TASK DATA
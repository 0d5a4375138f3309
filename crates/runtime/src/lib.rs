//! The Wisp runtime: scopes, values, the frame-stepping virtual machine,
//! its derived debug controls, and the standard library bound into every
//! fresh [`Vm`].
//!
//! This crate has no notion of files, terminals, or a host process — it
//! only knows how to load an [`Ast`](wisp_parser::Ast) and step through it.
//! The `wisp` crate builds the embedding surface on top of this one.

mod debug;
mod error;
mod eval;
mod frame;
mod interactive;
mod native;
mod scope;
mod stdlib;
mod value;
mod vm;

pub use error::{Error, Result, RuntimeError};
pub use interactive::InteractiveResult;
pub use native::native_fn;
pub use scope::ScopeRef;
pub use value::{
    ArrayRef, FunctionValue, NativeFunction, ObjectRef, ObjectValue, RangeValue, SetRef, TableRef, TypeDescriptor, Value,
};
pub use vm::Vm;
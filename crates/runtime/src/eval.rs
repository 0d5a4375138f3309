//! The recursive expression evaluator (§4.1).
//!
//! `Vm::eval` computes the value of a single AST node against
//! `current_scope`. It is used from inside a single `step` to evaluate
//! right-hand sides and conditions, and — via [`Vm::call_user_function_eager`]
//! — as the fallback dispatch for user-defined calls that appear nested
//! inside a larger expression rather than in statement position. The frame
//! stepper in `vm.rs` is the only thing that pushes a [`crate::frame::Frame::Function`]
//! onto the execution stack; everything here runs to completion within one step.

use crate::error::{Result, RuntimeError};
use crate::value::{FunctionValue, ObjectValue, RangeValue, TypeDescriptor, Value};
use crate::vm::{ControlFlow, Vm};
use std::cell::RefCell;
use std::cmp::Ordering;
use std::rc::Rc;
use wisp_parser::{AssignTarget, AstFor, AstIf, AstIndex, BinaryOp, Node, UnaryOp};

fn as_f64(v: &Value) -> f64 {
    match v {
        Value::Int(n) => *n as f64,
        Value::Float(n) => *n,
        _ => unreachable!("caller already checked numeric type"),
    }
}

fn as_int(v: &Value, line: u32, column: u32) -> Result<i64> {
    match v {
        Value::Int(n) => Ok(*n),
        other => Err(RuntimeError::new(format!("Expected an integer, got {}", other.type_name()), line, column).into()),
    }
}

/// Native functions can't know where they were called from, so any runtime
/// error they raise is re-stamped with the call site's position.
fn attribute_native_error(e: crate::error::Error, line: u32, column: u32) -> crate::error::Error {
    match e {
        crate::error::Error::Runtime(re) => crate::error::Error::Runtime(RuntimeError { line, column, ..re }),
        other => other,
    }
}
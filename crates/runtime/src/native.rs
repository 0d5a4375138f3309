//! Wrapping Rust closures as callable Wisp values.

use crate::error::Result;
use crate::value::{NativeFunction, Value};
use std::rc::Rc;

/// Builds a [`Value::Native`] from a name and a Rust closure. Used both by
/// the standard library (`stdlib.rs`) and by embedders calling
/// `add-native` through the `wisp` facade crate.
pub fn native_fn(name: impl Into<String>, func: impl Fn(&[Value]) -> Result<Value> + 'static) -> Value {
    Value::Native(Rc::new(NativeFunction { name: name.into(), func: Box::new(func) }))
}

---

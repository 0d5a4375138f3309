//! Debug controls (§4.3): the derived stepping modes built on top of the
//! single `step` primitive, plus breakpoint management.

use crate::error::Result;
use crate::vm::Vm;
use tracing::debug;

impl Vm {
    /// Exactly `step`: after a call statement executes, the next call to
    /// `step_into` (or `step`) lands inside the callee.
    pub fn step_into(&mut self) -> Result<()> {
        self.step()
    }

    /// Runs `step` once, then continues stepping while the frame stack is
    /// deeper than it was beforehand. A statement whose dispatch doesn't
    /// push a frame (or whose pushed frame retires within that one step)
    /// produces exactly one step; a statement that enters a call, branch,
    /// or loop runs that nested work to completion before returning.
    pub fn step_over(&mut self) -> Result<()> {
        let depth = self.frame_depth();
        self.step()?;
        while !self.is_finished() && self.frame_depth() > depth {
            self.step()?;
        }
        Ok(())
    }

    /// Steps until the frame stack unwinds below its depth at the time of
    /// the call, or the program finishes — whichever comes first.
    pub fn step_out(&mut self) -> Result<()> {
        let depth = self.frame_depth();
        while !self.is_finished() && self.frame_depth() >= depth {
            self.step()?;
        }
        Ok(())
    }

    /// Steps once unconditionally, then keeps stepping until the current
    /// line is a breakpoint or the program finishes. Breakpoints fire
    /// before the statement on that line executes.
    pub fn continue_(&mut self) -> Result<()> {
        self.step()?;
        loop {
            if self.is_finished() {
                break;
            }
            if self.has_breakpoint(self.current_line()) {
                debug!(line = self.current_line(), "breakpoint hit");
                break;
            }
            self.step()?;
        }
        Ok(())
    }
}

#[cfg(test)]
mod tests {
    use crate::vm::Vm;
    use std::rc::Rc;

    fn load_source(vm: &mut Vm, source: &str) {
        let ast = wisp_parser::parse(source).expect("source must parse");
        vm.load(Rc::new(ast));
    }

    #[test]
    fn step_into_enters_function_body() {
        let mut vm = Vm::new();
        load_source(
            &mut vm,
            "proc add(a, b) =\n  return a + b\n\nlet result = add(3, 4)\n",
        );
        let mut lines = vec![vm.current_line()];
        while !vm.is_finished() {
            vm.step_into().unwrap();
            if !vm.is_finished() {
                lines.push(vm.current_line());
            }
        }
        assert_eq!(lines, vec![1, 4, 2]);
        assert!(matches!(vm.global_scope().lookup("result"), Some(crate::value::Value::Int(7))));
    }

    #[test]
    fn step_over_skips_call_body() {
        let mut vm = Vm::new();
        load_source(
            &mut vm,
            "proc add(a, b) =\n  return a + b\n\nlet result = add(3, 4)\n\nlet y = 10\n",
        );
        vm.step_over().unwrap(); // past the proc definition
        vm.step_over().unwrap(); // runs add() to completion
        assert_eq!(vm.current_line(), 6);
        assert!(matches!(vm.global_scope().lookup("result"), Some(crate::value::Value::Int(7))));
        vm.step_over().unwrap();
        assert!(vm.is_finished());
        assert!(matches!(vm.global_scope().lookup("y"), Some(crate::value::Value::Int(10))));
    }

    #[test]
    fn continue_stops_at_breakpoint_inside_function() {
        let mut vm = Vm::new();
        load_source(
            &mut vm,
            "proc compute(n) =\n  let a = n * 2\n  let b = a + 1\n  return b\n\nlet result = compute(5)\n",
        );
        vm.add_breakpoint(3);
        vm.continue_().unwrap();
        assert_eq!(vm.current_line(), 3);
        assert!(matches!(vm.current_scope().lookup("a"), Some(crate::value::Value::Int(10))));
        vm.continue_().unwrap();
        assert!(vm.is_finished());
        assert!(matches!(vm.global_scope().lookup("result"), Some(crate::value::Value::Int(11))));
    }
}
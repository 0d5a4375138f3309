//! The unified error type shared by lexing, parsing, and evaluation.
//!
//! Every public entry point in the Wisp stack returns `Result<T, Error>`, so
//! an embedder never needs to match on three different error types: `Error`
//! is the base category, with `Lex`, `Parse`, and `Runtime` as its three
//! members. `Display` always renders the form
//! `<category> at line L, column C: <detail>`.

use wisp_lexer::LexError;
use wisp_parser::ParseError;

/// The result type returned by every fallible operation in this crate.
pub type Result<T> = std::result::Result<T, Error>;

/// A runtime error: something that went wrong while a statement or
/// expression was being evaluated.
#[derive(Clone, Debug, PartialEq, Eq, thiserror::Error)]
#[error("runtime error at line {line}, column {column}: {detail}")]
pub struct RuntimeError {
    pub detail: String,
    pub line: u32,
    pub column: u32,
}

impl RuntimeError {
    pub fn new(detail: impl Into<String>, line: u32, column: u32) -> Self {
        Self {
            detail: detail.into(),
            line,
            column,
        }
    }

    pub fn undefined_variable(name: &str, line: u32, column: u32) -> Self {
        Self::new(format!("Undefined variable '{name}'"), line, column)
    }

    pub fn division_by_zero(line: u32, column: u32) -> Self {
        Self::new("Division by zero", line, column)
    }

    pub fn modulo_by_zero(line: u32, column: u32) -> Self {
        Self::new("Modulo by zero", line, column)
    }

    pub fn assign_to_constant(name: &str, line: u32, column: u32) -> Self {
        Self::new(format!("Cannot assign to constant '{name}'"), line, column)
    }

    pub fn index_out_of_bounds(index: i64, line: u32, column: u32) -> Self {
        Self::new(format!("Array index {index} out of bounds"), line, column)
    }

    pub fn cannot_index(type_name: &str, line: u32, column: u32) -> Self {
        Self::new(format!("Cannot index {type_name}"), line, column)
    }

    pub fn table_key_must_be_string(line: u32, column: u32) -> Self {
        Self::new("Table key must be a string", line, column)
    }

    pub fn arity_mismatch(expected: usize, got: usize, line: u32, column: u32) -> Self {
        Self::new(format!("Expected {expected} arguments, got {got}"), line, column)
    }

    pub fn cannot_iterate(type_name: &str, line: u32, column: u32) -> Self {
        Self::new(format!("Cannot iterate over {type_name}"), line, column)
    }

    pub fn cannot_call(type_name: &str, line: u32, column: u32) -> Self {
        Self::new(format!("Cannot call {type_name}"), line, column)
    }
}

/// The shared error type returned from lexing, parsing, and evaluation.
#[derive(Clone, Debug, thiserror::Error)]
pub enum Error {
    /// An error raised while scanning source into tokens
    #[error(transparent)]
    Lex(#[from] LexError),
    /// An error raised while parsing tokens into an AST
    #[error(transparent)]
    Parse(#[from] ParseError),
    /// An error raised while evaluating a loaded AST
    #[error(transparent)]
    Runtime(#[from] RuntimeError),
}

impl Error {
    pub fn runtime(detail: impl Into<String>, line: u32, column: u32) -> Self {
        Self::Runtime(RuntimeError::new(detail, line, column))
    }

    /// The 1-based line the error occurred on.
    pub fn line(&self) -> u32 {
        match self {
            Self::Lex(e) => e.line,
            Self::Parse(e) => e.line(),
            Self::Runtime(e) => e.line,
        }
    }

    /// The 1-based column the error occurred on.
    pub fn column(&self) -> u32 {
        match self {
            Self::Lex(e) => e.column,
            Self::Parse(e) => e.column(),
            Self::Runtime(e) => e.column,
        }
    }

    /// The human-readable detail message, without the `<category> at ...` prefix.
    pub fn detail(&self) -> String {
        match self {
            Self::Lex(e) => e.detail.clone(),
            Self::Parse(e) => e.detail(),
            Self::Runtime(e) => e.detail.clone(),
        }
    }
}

TASK BRIEF
Exact duplication is required for the lines above, from the line that contains "renders the form" to the line that contains "a statement or", inclusive; omit all others.

WORKED SOLUTION
//! members. `Display` always renders the form
//! `<category> at line L, column C: <detail>`.

use wisp_lexer::LexError;
use wisp_parser::ParseError;

/// The result type returned by every fallible operation in this crate.
pub type Result<T> = std::result::Result<T, Error>;

/// A runtime error: something that went wrong while a statement or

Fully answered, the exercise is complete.